You mean these scales (buy it now is 16.45, 8.50 shipping on first, 4.25 on 2nd (or more)) so for under 46 bucks you can get two. (As I just did  )

http://search.ebay.com/_W0QQgotopag...dsperpageZ50QQsosortorderZ1QQsosortpropertyZ1


----------



## SlipNSlide (Jul 6, 2004)

Jim Smith:

Yes, those scales. I purchased 4 so that I can measure each corner.

The price they charged you for shipping is a little harsh.

However, those are the scales and they work great. I place them on my tweak board and measure each corner. I downloaded the Integy worksheet off the their website so I can quickly write down the weight on each corner and do the wedge math as well.

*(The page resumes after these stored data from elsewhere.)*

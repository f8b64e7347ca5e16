use serde::{Deserialize, Serialize};

use clawarts_core::board::{TickProject, TickTask};
use clawarts_core::{Character, Round, RoundPhase, WorldState};

use crate::ledger::{LeaderboardEntry, SettlementOutcome};

/// A row, or `{error}` when it does not exist yet. Polled dashboard reads
/// answer 200 either way.
#[derive(Debug, Serialize)]
#[serde(untagged)]
pub enum OrMissing<T> {
    Found(T),
    Missing { error: String },
}

impl<T> OrMissing<T> {
    pub fn from_option(value: Option<T>, error: &str) -> Self {
        match value {
            Some(found) => OrMissing::Found(found),
            None => OrMissing::Missing {
                error: error.to_string(),
            },
        }
    }
}

#[derive(Debug, Serialize)]
#[serde(rename_all = "camelCase")]
pub struct OkResponse {
    pub ok: bool,
}

impl OkResponse {
    pub fn ok() -> Self {
        Self { ok: true }
    }
}

// ============================================================================
// GET /health
// ============================================================================

#[derive(Debug, Serialize)]
#[serde(rename_all = "camelCase")]
pub struct HealthResponse {
    pub status: String,
    pub version: String,
    pub store: crate::store::StoreStats,
    pub archive: String,
    pub cached_entries: u64,
}

// ============================================================================
// Ledger queries
// ============================================================================

#[derive(Debug, Deserialize)]
#[serde(rename_all = "camelCase")]
pub struct IdeasQuery {
    pub round_id: Option<String>,
}

#[derive(Debug, Deserialize)]
pub struct LimitQuery {
    pub limit: Option<usize>,
}

#[derive(Debug, Serialize)]
pub struct CharactersResponse {
    pub characters: Vec<Character>,
}

#[derive(Debug, Serialize)]
pub struct HistoryResponse {
    pub rounds: Vec<Round>,
}

#[derive(Debug, Serialize)]
pub struct LeaderboardResponse {
    pub participants: Vec<LeaderboardEntry>,
}

// ============================================================================
// Ledger mutations
// ============================================================================

#[derive(Debug, Serialize)]
#[serde(rename_all = "camelCase")]
pub struct InitResponse {
    pub ok: bool,
    pub world: WorldState,
}

#[derive(Debug, Deserialize)]
#[serde(rename_all = "camelCase")]
pub struct RoundIdRequest {
    pub round_id: String,
}

#[derive(Debug, Serialize)]
#[serde(rename_all = "camelCase")]
pub struct RoundIdResponse {
    pub ok: bool,
    pub round_id: String,
}

#[derive(Debug, Deserialize)]
#[serde(rename_all = "camelCase")]
pub struct SetPhaseRequest {
    pub phase: String,
    #[serde(default)]
    pub round_id: Option<String>,
}

#[derive(Debug, Serialize)]
pub struct PhaseResponse {
    pub ok: bool,
    pub phase: RoundPhase,
}

#[derive(Debug, Serialize)]
#[serde(rename_all = "camelCase")]
pub struct IdeaResponse {
    pub ok: bool,
    pub idea_id: String,
}

#[derive(Debug, Deserialize)]
#[serde(rename_all = "camelCase")]
pub struct ConfirmIdeaRequest {
    pub idea_id: String,
    pub tx_hash: String,
    #[serde(default = "default_tx_status")]
    pub tx_status: String,
}

fn default_tx_status() -> String {
    "confirmed".to_string()
}

#[derive(Debug, Deserialize)]
#[serde(rename_all = "camelCase")]
pub struct IdeaIdRequest {
    pub idea_id: String,
}

#[derive(Debug, Serialize)]
#[serde(rename_all = "camelCase")]
pub struct SpellResponse {
    pub ok: bool,
    pub spell_id: String,
}

#[derive(Debug, Deserialize)]
#[serde(rename_all = "camelCase")]
pub struct SummonRequest {
    pub spell_word: String,
    pub round_id: String,
}

#[derive(Debug, Serialize)]
#[serde(rename_all = "camelCase")]
pub struct SummonResponse {
    pub ok: bool,
    pub character_id: String,
    pub character: Character,
}

#[derive(Debug, Serialize)]
#[serde(rename_all = "camelCase")]
pub struct VoteResponse {
    pub ok: bool,
    pub vote_id: String,
}

#[derive(Debug, Deserialize)]
#[serde(rename_all = "camelCase")]
pub struct DeclareWinnerRequest {
    pub round_id: String,
    pub idea_id: String,
}

#[derive(Debug, Serialize)]
pub struct SettleResponse {
    pub ok: bool,
    #[serde(flatten)]
    pub outcome: SettlementOutcome,
}

#[derive(Debug, Deserialize)]
#[serde(rename_all = "camelCase")]
pub struct JoinRequest {
    pub address: String,
    pub display_name: String,
    #[serde(default)]
    pub is_agent: bool,
}

#[derive(Debug, Serialize)]
#[serde(rename_all = "camelCase")]
pub struct JoinResponse {
    pub ok: bool,
    pub participant_id: String,
}

// ============================================================================
// Board
// ============================================================================

#[derive(Debug, Serialize)]
#[serde(rename_all = "camelCase")]
pub struct SyncResponse {
    pub ok: bool,
    pub project: String,
    pub tasks_synced: usize,
    pub tasks_removed: usize,
}

#[derive(Debug, Deserialize)]
#[serde(rename_all = "camelCase")]
pub struct TasksQuery {
    pub slug: Option<String>,
    pub status: Option<String>,
}

#[derive(Debug, Serialize)]
pub struct ProjectTasksResponse {
    pub project: TickProject,
    pub tasks: Vec<TickTask>,
}

#[derive(Debug, Deserialize)]
#[serde(rename_all = "camelCase")]
pub struct TaskQuery {
    pub slug: Option<String>,
    pub tick_id: Option<String>,
}

#[derive(Debug, Serialize)]
#[serde(rename_all = "camelCase")]
pub struct DeleteProjectResponse {
    pub ok: bool,
    pub tasks_removed: usize,
}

Since they are small, they fit right into the pit box and the LED screen makes it easy to read in low light conditions. I would also recommend downloading the XRay setup guide for their Ultimate Setup System. It gives a good guide of what you should adjust before placing the car on the scales. And the guide is free and in PDF

Just an FYI -- the local fast guys are using the Micro-Mark scale for setting up 1/8th scale on-road and off-road cars because they are much heavier.


----------



## Jim Smith (Oct 1, 2001)

Yeah the shipping is a little harsh, but the price seems more then fair. These go for anywhere from 24 to 70 each form other places. Now I just need to get them and build a board. any hints on that ?


----------



## SlipNSlide (Jul 6, 2004)

Jim Smith: 

Go to your local home center and look for any of the following. I asked for scrape or broken pieces and they gave me a bunch at less than half price.

Any of the following will be dimenstionally stable:

MDO or MSO its like a pressed saw dust and lost of glue. Can be found 4 x 8 ft sheets for less than $24 dollars and used by people who make furniture and cabinates.

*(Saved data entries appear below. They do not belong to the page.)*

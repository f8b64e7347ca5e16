//! Round settlement engine
//!
//! Settlement turns the funding records of a round into payouts:
//!
//! 1. [`PoolBreakdown::compute`] splits the funding into winner and loser
//!    stakes and derives the losing-believer pool, the treasury fee, the
//!    reward pool and the challenger bonus.
//! 2. [`distribute`] shares a pool across a set of stakes proportionally.
//! 3. [`plan_settlement`] combines both into a [`SettlementPlan`] which the
//!    store applies atomically together with the treasury fee.
//!
//! Challenge stakes on losing ideas never enter the pool. They were moved to
//! the treasury when the stake was placed.

use rust_decimal::Decimal;
use rust_decimal_macros::dec;
use serde::{Deserialize, Serialize};

use crate::error::{CoreError, CoreResult};
use crate::models::{Direction, FundingRecord};

const BPS_DENOMINATOR: u32 = 10_000;

/// Fractions taken out of the losing-believer pool
#[derive(Debug, Clone, Copy, PartialEq, Eq)]
pub struct SettlementRates {
    /// Share of the losing-believer pool kept by the treasury
    pub treasury_fee: Decimal,
    /// Share of the reward pool reserved for challengers of the winner
    pub challenger_bonus: Decimal,
}

impl Default for SettlementRates {
    fn default() -> Self {
        Self {
            treasury_fee: dec!(0.1),
            challenger_bonus: dec!(0.1),
        }
    }
}

impl SettlementRates {
    /// Build rates from basis points (1000 bps = 10%)
    pub fn from_bps(treasury_fee_bps: u32, challenger_bonus_bps: u32) -> CoreResult<Self> {
        for (name, bps) in [
            ("treasury_fee_bps", treasury_fee_bps),
            ("challenger_bonus_bps", challenger_bonus_bps),
        ] {
            if bps > BPS_DENOMINATOR {
                return Err(CoreError::Invalid(format!(
                    "{} must be at most {}, got {}",
                    name, BPS_DENOMINATOR, bps
                )));
            }
        }

        Ok(Self {
            treasury_fee: Decimal::new(treasury_fee_bps as i64, 4),
            challenger_bonus: Decimal::new(challenger_bonus_bps as i64, 4),
        })
    }
}

/// Funding records of one round split by winner/loser and direction
#[derive(Debug, Default)]
pub struct FundingPartition<'a> {
    pub winner_believers: Vec<&'a FundingRecord>,
    pub winner_challengers: Vec<&'a FundingRecord>,
    pub loser_believers: Vec<&'a FundingRecord>,
    pub loser_challengers: Vec<&'a FundingRecord>,
}

impl<'a> FundingPartition<'a> {
    pub fn new(funding: &'a [FundingRecord], winning_idea_id: &str) -> Self {
        let mut partition = Self::default();
        for record in funding {
            let is_winner = record.idea_id == winning_idea_id;
            let bucket = match (is_winner, record.direction) {
                (true, Direction::Believe) => &mut partition.winner_believers,
                (true, Direction::Challenge) => &mut partition.winner_challengers,
                (false, Direction::Believe) => &mut partition.loser_believers,
                (false, Direction::Challenge) => &mut partition.loser_challengers,
            };
            bucket.push(record);
        }
        partition
    }
}

/// The amounts derived from a round's losing-believer stakes
#[derive(Debug, Clone, Copy, PartialEq, Eq, Default, Serialize, Deserialize)]
#[serde(rename_all = "camelCase")]
pub struct PoolBreakdown {
    pub losing_believers_pool: Decimal,
    pub treasury_fee: Decimal,
    pub reward_pool: Decimal,
    pub challenger_bonus: Decimal,
    pub believer_reward_pool: Decimal,
}

impl PoolBreakdown {
    pub fn compute(
        funding: &[FundingRecord],
        winning_idea_id: &str,
        rates: &SettlementRates,
    ) -> CoreResult<Self> {
        Self::from_partition(&FundingPartition::new(funding, winning_idea_id), rates)
    }

    pub fn from_partition(partition: &FundingPartition<'_>, rates: &SettlementRates) -> CoreResult<Self> {
        let losing_believers_pool = total_stake(&partition.loser_believers)?;
        Self::from_pool(losing_believers_pool, rates)
    }

    pub fn from_pool(losing_believers_pool: Decimal, rates: &SettlementRates) -> CoreResult<Self> {
        let treasury_fee = losing_believers_pool
            .checked_mul(rates.treasury_fee)
            .ok_or_else(|| CoreError::overflow("treasury fee"))?;
        let reward_pool = losing_believers_pool - treasury_fee;
        let challenger_bonus = reward_pool
            .checked_mul(rates.challenger_bonus)
            .ok_or_else(|| CoreError::overflow("challenger bonus"))?;
        let believer_reward_pool = reward_pool - challenger_bonus;

        Ok(Self {
            losing_believers_pool,
            treasury_fee,
            reward_pool,
            challenger_bonus,
            believer_reward_pool,
        })
    }
}

/// One proportional share owed to a funder for one funding record
#[derive(Debug, Clone, PartialEq, Eq, Serialize, Deserialize)]
#[serde(rename_all = "camelCase")]
pub struct Payout {
    pub funder: String,
    pub direction: Direction,
    pub stake: Decimal,
    pub amount: Decimal,
}

/// Add `amount` to a running total, failing instead of panicking past
/// `Decimal::MAX`
pub fn credit(total: &mut Decimal, amount: Decimal, what: &str) -> CoreResult<()> {
    *total = total
        .checked_add(amount)
        .ok_or_else(|| CoreError::overflow(what))?;
    Ok(())
}

pub fn total_stake(records: &[&FundingRecord]) -> CoreResult<Decimal> {
    records.iter().try_fold(Decimal::ZERO, |total, record| {
        total
            .checked_add(record.amount)
            .ok_or_else(|| CoreError::overflow("stake total"))
    })
}

/// `amount / total * pool`. Multiplies first to keep precision and divides
/// first when the product would not fit.
fn share_of(amount: Decimal, total: Decimal, pool: Decimal) -> CoreResult<Decimal> {
    if let Some(share) = amount.checked_mul(pool).and_then(|p| p.checked_div(total)) {
        return Ok(share);
    }
    amount
        .checked_div(total)
        .and_then(|ratio| ratio.checked_mul(pool))
        .ok_or_else(|| CoreError::overflow("payout share"))
}

/// Share `pool` across `stakes` in proportion to each record's amount.
///
/// Records are not merged by funder: a funder with two records receives two
/// payouts. A zero stake total yields no payouts.
pub fn distribute(stakes: &[&FundingRecord], pool: Decimal) -> CoreResult<Vec<Payout>> {
    let total = total_stake(stakes)?;
    if total.is_zero() {
        return Ok(Vec::new());
    }

    stakes
        .iter()
        .map(|record| {
            Ok(Payout {
                funder: record.funder.clone(),
                direction: record.direction,
                stake: record.amount,
                amount: share_of(record.amount, total, pool)?,
            })
        })
        .collect()
}

/// Everything settlement needs to write back, computed without side effects
#[derive(Debug, Clone, PartialEq, Eq)]
pub struct SettlementPlan {
    pub breakdown: PoolBreakdown,
    pub believer_payouts: Vec<Payout>,
    pub challenger_payouts: Vec<Payout>,
}

impl SettlementPlan {
    pub fn payouts(&self) -> impl Iterator<Item = &Payout> {
        self.believer_payouts.iter().chain(self.challenger_payouts.iter())
    }

    pub fn total_paid(&self) -> Decimal {
        self.payouts().map(|p| p.amount).sum()
    }
}

pub fn plan_settlement(
    funding: &[FundingRecord],
    winning_idea_id: &str,
    rates: &SettlementRates,
) -> CoreResult<SettlementPlan> {
    let partition = FundingPartition::new(funding, winning_idea_id);
    let breakdown = PoolBreakdown::from_partition(&partition, rates)?;

    Ok(SettlementPlan {
        believer_payouts: distribute(&partition.winner_believers, breakdown.believer_reward_pool)?,
        challenger_payouts: distribute(&partition.winner_challengers, breakdown.challenger_bonus)?,
        breakdown,
    })
}

#[cfg(test)]
mod tests {
    use super::*;

    fn fund(idea: &str, funder: &str, amount: Decimal, direction: Direction) -> FundingRecord {
        FundingRecord {
            id: format!("{}-{}-{}", idea, funder, amount),
            round_id: "R1".to_string(),
            idea_id: idea.to_string(),
            funder: funder.to_string(),
            amount,
            direction,
            created_at: 0,
        }
    }

    /// I1 wins. I2 loses with 100 believed by A. B and C believe I1 with
    /// 60 and 40, D challenges I1 with 20.
    fn example_round() -> Vec<FundingRecord> {
        vec![
            fund("I2", "A", dec!(100), Direction::Believe),
            fund("I1", "B", dec!(60), Direction::Believe),
            fund("I1", "C", dec!(40), Direction::Believe),
            fund("I1", "D", dec!(20), Direction::Challenge),
        ]
    }

    fn payout_for<'a>(payouts: &'a [Payout], funder: &str) -> Vec<&'a Payout> {
        payouts.iter().filter(|p| p.funder == funder).collect()
    }

    fn assert_close(a: Decimal, b: Decimal) {
        assert!((a - b).abs() < dec!(0.000000001), "{} != {}", a, b);
    }

    #[test]
    fn test_example_round_breakdown() {
        let breakdown = PoolBreakdown::compute(&example_round(), "I1", &SettlementRates::default()).unwrap();

        assert_eq!(breakdown.losing_believers_pool, dec!(100));
        assert_eq!(breakdown.treasury_fee, dec!(10));
        assert_eq!(breakdown.reward_pool, dec!(90));
        assert_eq!(breakdown.challenger_bonus, dec!(9));
        assert_eq!(breakdown.believer_reward_pool, dec!(81));
    }

    #[test]
    fn test_example_round_payouts() {
        let plan = plan_settlement(&example_round(), "I1", &SettlementRates::default()).unwrap();

        assert_eq!(payout_for(&plan.believer_payouts, "B")[0].amount, dec!(48.6));
        assert_eq!(payout_for(&plan.believer_payouts, "C")[0].amount, dec!(32.4));
        assert_eq!(payout_for(&plan.challenger_payouts, "D")[0].amount, dec!(9));
        assert!(payout_for(&plan.believer_payouts, "A").is_empty());
        assert_eq!(plan.total_paid(), dec!(90));
    }

    #[test]
    fn test_losing_challenges_stay_out_of_pool() {
        let mut funding = example_round();
        funding.push(fund("I2", "E", dec!(500), Direction::Challenge));
        funding.push(fund("I3", "F", dec!(25), Direction::Believe));

        let breakdown = PoolBreakdown::compute(&funding, "I1", &SettlementRates::default()).unwrap();
        assert_eq!(breakdown.losing_believers_pool, dec!(125));
    }

    #[test]
    fn test_pool_identities_hold() {
        let rates = SettlementRates::default();
        for pool in [dec!(0), dec!(1), dec!(3.33), dec!(77.7777), dec!(1000000.01)] {
            let b = PoolBreakdown::from_pool(pool, &rates).unwrap();
            assert_eq!(b.treasury_fee + b.reward_pool, b.losing_believers_pool);
            assert_eq!(b.challenger_bonus + b.believer_reward_pool, b.reward_pool);
        }
    }

    #[test]
    fn test_empty_loser_pool_pays_nothing() {
        let funding = vec![
            fund("I1", "B", dec!(60), Direction::Believe),
            fund("I1", "D", dec!(20), Direction::Challenge),
        ];
        let plan = plan_settlement(&funding, "I1", &SettlementRates::default()).unwrap();

        assert_eq!(plan.breakdown, PoolBreakdown::default());
        assert!(plan.payouts().all(|p| p.amount.is_zero()));
    }

    #[test]
    fn test_no_winning_believers_skips_distribution() {
        let funding = vec![
            fund("I2", "A", dec!(100), Direction::Believe),
            fund("I1", "D", dec!(20), Direction::Challenge),
        ];
        let plan = plan_settlement(&funding, "I1", &SettlementRates::default()).unwrap();

        assert!(plan.believer_payouts.is_empty());
        assert_eq!(plan.challenger_payouts.len(), 1);
        assert_eq!(plan.challenger_payouts[0].amount, dec!(9));
    }

    #[test]
    fn test_zero_amount_stakes_do_not_divide_by_zero() {
        let stakes = [fund("I1", "B", dec!(0), Direction::Believe)];
        let refs: Vec<&FundingRecord> = stakes.iter().collect();
        assert!(distribute(&refs, dec!(81)).unwrap().is_empty());
    }

    #[test]
    fn test_funder_with_multiple_records_gets_multiple_payouts() {
        let funding = vec![
            fund("I2", "A", dec!(100), Direction::Believe),
            fund("I1", "B", dec!(30), Direction::Believe),
            fund("I1", "B", dec!(30), Direction::Believe),
            fund("I1", "C", dec!(40), Direction::Believe),
        ];
        let plan = plan_settlement(&funding, "I1", &SettlementRates::default()).unwrap();

        let b_payouts = payout_for(&plan.believer_payouts, "B");
        assert_eq!(b_payouts.len(), 2);
        let b_total: Decimal = b_payouts.iter().map(|p| p.amount).sum();
        assert_eq!(b_total, dec!(48.6));
    }

    #[test]
    fn test_believer_shares_sum_to_pool_with_uneven_split() {
        let funding = vec![
            fund("I2", "A", dec!(100), Direction::Believe),
            fund("I1", "B", dec!(1), Direction::Believe),
            fund("I1", "C", dec!(2), Direction::Believe),
            fund("I1", "E", dec!(4), Direction::Believe),
        ];
        let plan = plan_settlement(&funding, "I1", &SettlementRates::default()).unwrap();

        let sum: Decimal = plan.believer_payouts.iter().map(|p| p.amount).sum();
        assert_close(sum, plan.breakdown.believer_reward_pool);
    }

    #[test]
    fn test_large_stakes_settle_without_overflow() {
        let funding = vec![
            fund("I2", "A", dec!(100000000000000000000), Direction::Believe),
            fund("I1", "B", dec!(100000000000000000000), Direction::Believe),
            fund("I1", "C", dec!(300000000000000000000), Direction::Believe),
        ];
        let plan = plan_settlement(&funding, "I1", &SettlementRates::default()).unwrap();

        assert_eq!(plan.breakdown.believer_reward_pool, dec!(81000000000000000000));
        assert_eq!(payout_for(&plan.believer_payouts, "B")[0].amount, dec!(20250000000000000000));
        assert_eq!(payout_for(&plan.believer_payouts, "C")[0].amount, dec!(60750000000000000000));
    }

    #[test]
    fn test_stake_total_past_max_is_an_error() {
        let funding = vec![
            fund("I2", "A", Decimal::MAX, Direction::Believe),
            fund("I2", "E", Decimal::MAX, Direction::Believe),
            fund("I1", "B", dec!(1), Direction::Believe),
        ];
        let result = plan_settlement(&funding, "I1", &SettlementRates::default());
        assert!(matches!(result, Err(CoreError::Overflow(_))));
    }

    #[test]
    fn test_credit_leaves_total_untouched_on_overflow() {
        let mut total = Decimal::MAX;
        assert!(credit(&mut total, dec!(1), "treasury").is_err());
        assert_eq!(total, Decimal::MAX);

        let mut total = dec!(1.5);
        credit(&mut total, dec!(2.25), "treasury").unwrap();
        assert_eq!(total, dec!(3.75));
    }

    #[test]
    fn test_rates_from_bps() {
        let rates = SettlementRates::from_bps(1000, 1000).unwrap();
        assert_eq!(rates, SettlementRates::default());

        let rates = SettlementRates::from_bps(250, 0).unwrap();
        let b = PoolBreakdown::from_pool(dec!(200), &rates).unwrap();
        assert_eq!(b.treasury_fee, dec!(5));
        assert_eq!(b.challenger_bonus, dec!(0));
        assert_eq!(b.believer_reward_pool, dec!(195));

        assert!(SettlementRates::from_bps(10_001, 0).is_err());
    }
}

DuPont Corian. Pieces are dropped all the time and you may be able to find some cheap. Comes in all sizes and colors.

Plexi-glass. If you bolt together a few sheets its very stable and tweak free.

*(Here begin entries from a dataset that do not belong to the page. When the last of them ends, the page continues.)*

use axum::{
    extract::{
        rejection::{JsonRejection, QueryRejection},
        Path, Query, State,
    },
    http::HeaderMap,
    Json,
};
use std::time::Instant;

use clawarts_core::board::{SyncPayload, ThreadMessage, TickProject};

use super::auth::require_sync_key;
use super::dto::*;
use crate::board::{NewThreadMessage, TaskDetail};
use crate::error::{AppError, AppResult};
use crate::AppState;

fn required(value: Option<String>, name: &str) -> AppResult<String> {
    value
        .filter(|v| !v.is_empty())
        .ok_or_else(|| AppError::BadRequest(format!("Missing ?{}= parameter", name)))
}

pub async fn post_sync(
    State(state): State<AppState>,
    headers: HeaderMap,
    payload: Result<Json<SyncPayload>, JsonRejection>,
) -> AppResult<Json<SyncResponse>> {
    let start = Instant::now();
    println!("[REQUEST] POST /api/tick/sync");

    if let Err(e) = require_sync_key(&headers, &state.config.board) {
        println!("[RESPONSE] POST /api/tick/sync -> 401 Unauthorized");
        return Err(e);
    }
    let Json(payload) = payload?;
    tracing::info!(
        agents = %payload.agents.len(),
        tasks = %payload.tasks.len(),
        "Processing board sync"
    );

    let summary = state.board.sync(payload).await?;

    let duration = start.elapsed().as_millis();
    println!(
        "[RESPONSE] POST /api/tick/sync -> 200 OK ({}ms) project={} synced={} removed={}",
        duration, summary.project, summary.tasks_synced, summary.tasks_removed
    );
    Ok(Json(SyncResponse {
        ok: true,
        project: summary.project,
        tasks_synced: summary.tasks_synced,
        tasks_removed: summary.tasks_removed,
    }))
}

pub async fn get_projects(State(state): State<AppState>) -> Json<Vec<TickProject>> {
    let start = Instant::now();
    println!("[REQUEST] GET /api/tick/projects");

    let projects = state.board.projects().await;

    let duration = start.elapsed().as_millis();
    println!("[RESPONSE] GET /api/tick/projects -> 200 OK ({}ms) count={}", duration, projects.len());
    tracing::debug!(duration_ms = %duration, count = %projects.len(), "Projects listed");
    Json(projects)
}

pub async fn get_tasks(
    State(state): State<AppState>,
    query: Result<Query<TasksQuery>, QueryRejection>,
) -> AppResult<Json<ProjectTasksResponse>> {
    let start = Instant::now();
    let Query(query) = query?;
    let slug = required(query.slug, "slug")?;
    println!("[REQUEST] GET /api/tick/tasks?slug={}", slug);

    let status = query.status.filter(|s| !s.is_empty());
    let (project, tasks) = state.board.project_tasks(&slug, status.as_deref()).await?;

    let duration = start.elapsed().as_millis();
    println!(
        "[RESPONSE] GET /api/tick/tasks?slug={} -> 200 OK ({}ms) tasks={}",
        slug,
        duration,
        tasks.len()
    );
    tracing::debug!(
        slug = %slug,
        status = ?status,
        tasks = %tasks.len(),
        duration_ms = %duration,
        "Project tasks listed"
    );
    Ok(Json(ProjectTasksResponse { project, tasks }))
}

pub async fn get_task(
    State(state): State<AppState>,
    query: Result<Query<TaskQuery>, QueryRejection>,
) -> AppResult<Json<TaskDetail>> {
    let Query(query) = query?;
    let slug = required(query.slug, "slug")?;
    let tick_id = required(query.tick_id, "tickId")?;
    println!("[REQUEST] GET /api/tick/task?slug={}&tickId={}", slug, tick_id);

    let detail = state.board.task(&slug, &tick_id).await?;
    Ok(Json(detail))
}

pub async fn post_thread(
    State(state): State<AppState>,
    payload: Result<Json<NewThreadMessage>, JsonRejection>,
) -> AppResult<Json<ThreadMessage>> {
    println!("[REQUEST] POST /api/tick/threads");
    let Json(req) = payload?;

    let message = state.board.post_thread(req).await?;
    tracing::info!(
        project = %message.project_slug,
        tick_id = %message.tick_id,
        user_id = %message.user_id,
        "Thread message posted"
    );
    Ok(Json(message))
}

pub async fn delete_project(
    State(state): State<AppState>,
    headers: HeaderMap,
    Path(slug): Path<String>,
) -> AppResult<Json<DeleteProjectResponse>> {
    println!("[REQUEST] DELETE /api/tick/projects/{}", slug);
    require_sync_key(&headers, &state.config.board)?;

    let tasks_removed = state.board.delete_project(&slug).await?;
    println!("[RESPONSE] DELETE /api/tick/projects/{} -> 200 OK removed={}", slug, tasks_removed);
    Ok(Json(DeleteProjectResponse {
        ok: true,
        tasks_removed,
    }))
}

White Acrylic or Nylon used for counter inserts or sometimes found as very large cutting boards.

Formica counter tops. 

This one is exoctic but you may find it at a large electric contractor warehouse, its called Phynolic Resin Board. Its mostly resin and resists chemicals and fires and used to make custom light fixtures. It is extruded and is 100% flat and stays that way. The draw back is that it is heavy!!

Basically, any material that is formed and resin based will give you something flat and dimensionally stable and prevent it from tweaking. It all depends what you can find and how handy you are.

There is nothing wrong with also just purchasing a Hudy or other companies tweak board as well. Sometimes the price vs the trouble makes it easier to buy.

I have tried all the items I listed above and had them all tested on a special table the checks for tweak. All the above work and I have several at home. I just ended up using the white acrylic board I found at a home center only because it is the lightest of the bunch and my brother uses Plexi-glass


----------



## UnderDaHill (Oct 8, 2004)

I can get ahold of these -> http://www.physlink.com/estore/cart/USX500DigitalScale.cfm and I use them for my setup board. I've been buying them for some of the local racers. If you interested just drop me an email. $80 shipped within the US sound fair.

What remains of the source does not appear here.